The Pew Charitable Trusts estimates that around 43 million American households rent their homes instead of buying them, either for convenience, cost, or a combination of the two. The Americans` option to rent instead to buy varies largely on several variables, such as their family`s income, lifestyle, and the real estate market area.
The increase in the number of Americans who prefer to rent rather than own their homes has created opportunities for investors in one- to four-unit rental properties, mixed-use complexes, and multifamily structures. This is an ideal chance for commercial mortgage brokers to expand their market by responding to this trend and providing financing programs for residential rental properties such as single-family houses, condos, townhomes, and small apartment complexes.
America claims that the rental property business has been booming over the past ten years. Records show estimates from the Census Bureau, the number of single-family rental homes increased in the U.S. by 31% in the decade immediately after the housing crisis of 2007, while the number of multifamily rental homes only increased by 14%.
The rental property market, specifically the urban regions have greatly influenced by the millennial outlook. According to United States population estimates, the U.S. Census Bureau, millennials will exceed baby boomers in 2019 as the largest generation of living adults in the country when their numbers reach 73 million and the Boomer population goes down to 72 million. Even still, in terms of homeownership, millennials aren’t imitating their parents.
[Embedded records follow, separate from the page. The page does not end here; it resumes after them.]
//! # rosetta-llm
//!
//! Language-model access for the rosetta solver.
//!
//! ## Core Concepts
//! - **Provider**: Trait-based LLM communication (OpenAI-compatible, Anthropic)
//! - **ReasoningModel**: The opaque prompt-in, structure-out capability the
//!   solver consumes, with deadline, retry, and JSON extraction
//! - **RetryPolicy**: Bounded exponential backoff for transient failures

pub mod json;
pub mod model;
pub mod provider;
pub mod retry;

pub use json::extract_json;
pub use model::{parse_structured, GenerateRequest, Generation, ProviderModel, ReasoningModel};
pub use provider::{
    AnthropicProvider, AnyProvider, ChatMessage, CompletionRequest, CompletionResponse,
    FinishReason, LlmProvider, OpenAIProvider, ProviderConfig, ProviderType, Role, Usage,
    UsageTracker,
};
pub use retry::RetryPolicy;
pub use rosetta_error::{Error, ErrorKind, ErrorStatus, Result};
The fact that renting is more economical on a monthly basis than owning was given as the primary reason for millennials’ preference for rental housing.
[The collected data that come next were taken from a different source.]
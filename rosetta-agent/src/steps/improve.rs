use super::{apply_vocabulary, in_step, normalize_rules, RulesReply};
use crate::agents::{steps, IMPROVEMENT_EXTRACTOR, RULES_IMPROVER};
use crate::context::RunContext;
use crate::problem::{Rule, StructuredProblem};
use crate::prompts;
use crate::two_phase::{reason_then_extract, TwoPhase};
use crate::verdict::VerifierFeedback;
use rosetta_error::{Error, ErrorKind, Result};
use rosetta_llm::ReasoningModel;

const PHASE: TwoPhase = TwoPhase {
    reasoning_agent: RULES_IMPROVER,
    extraction_agent: IMPROVEMENT_EXTRACTOR,
    failure: ErrorKind::ImprovementFailed,
};

/// Revised rule set addressing `feedback`. Replaces the old set wholesale.
pub async fn improve_rules<M: ReasoningModel>(
    model: &M,
    ctx: &RunContext,
    problem: &StructuredProblem,
    rules: &[Rule],
    feedback: &VerifierFeedback,
) -> Result<Vec<Rule>> {
    in_step(ctx, steps::IMPROVE, async {
        let vocabulary = ctx.vocabulary().get();
        let prompt = prompts::improvement(problem, rules, &vocabulary, feedback);
        let reply = reason_then_extract::<_, RulesReply>(model, ctx, PHASE, prompt)
            .await?
            .value;

        let revised = normalize_rules(reply.rules);
        if revised.is_empty() {
            return Err(Error::improvement_failed("improver returned no rules")
                .with_operation("steps::improve_rules")
                .with_context("phase", "extraction"));
        }

        apply_vocabulary(ctx, steps::IMPROVE, &reply.vocabulary);
        tracing::info!(before = rules.len(), after = revised.len(), "rules revised");
        ctx.log().json("Revised rules", &revised);
        Ok(revised)
    })
    .await
}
Boomers and millennials live relatively different lifestyles than one another, especially when it comes to where they choose to reside and why they prefer to rent rather than own a property. By the time they were 34 years old, around 52% of baby boomers in 1974 had their own house. This percentage was only 29% among millennials in 2016. So, despite the notion that millennials are purchasing more houses than ever, according to a new Ellie Mae analysis, the majority of millennials endure to live in rentals, and data indicates that this trend is unlikely to alter very soon.
To respond to the decline in home-purchase loans and refinancing businesses influenced by the recent increase in interest rates, commercial mortgage brokers have been able to capitalize on the improved demand for rental assets by providing investment and small-balance commercial mortgages to borrowers interested in purchasing rental properties.
Millennials, labeled as the “Generation of renters,” comprise the largest generational group in the U.S. Their renting preference has significantly influenced the rental business industry and positively modified the landscape in the rental market.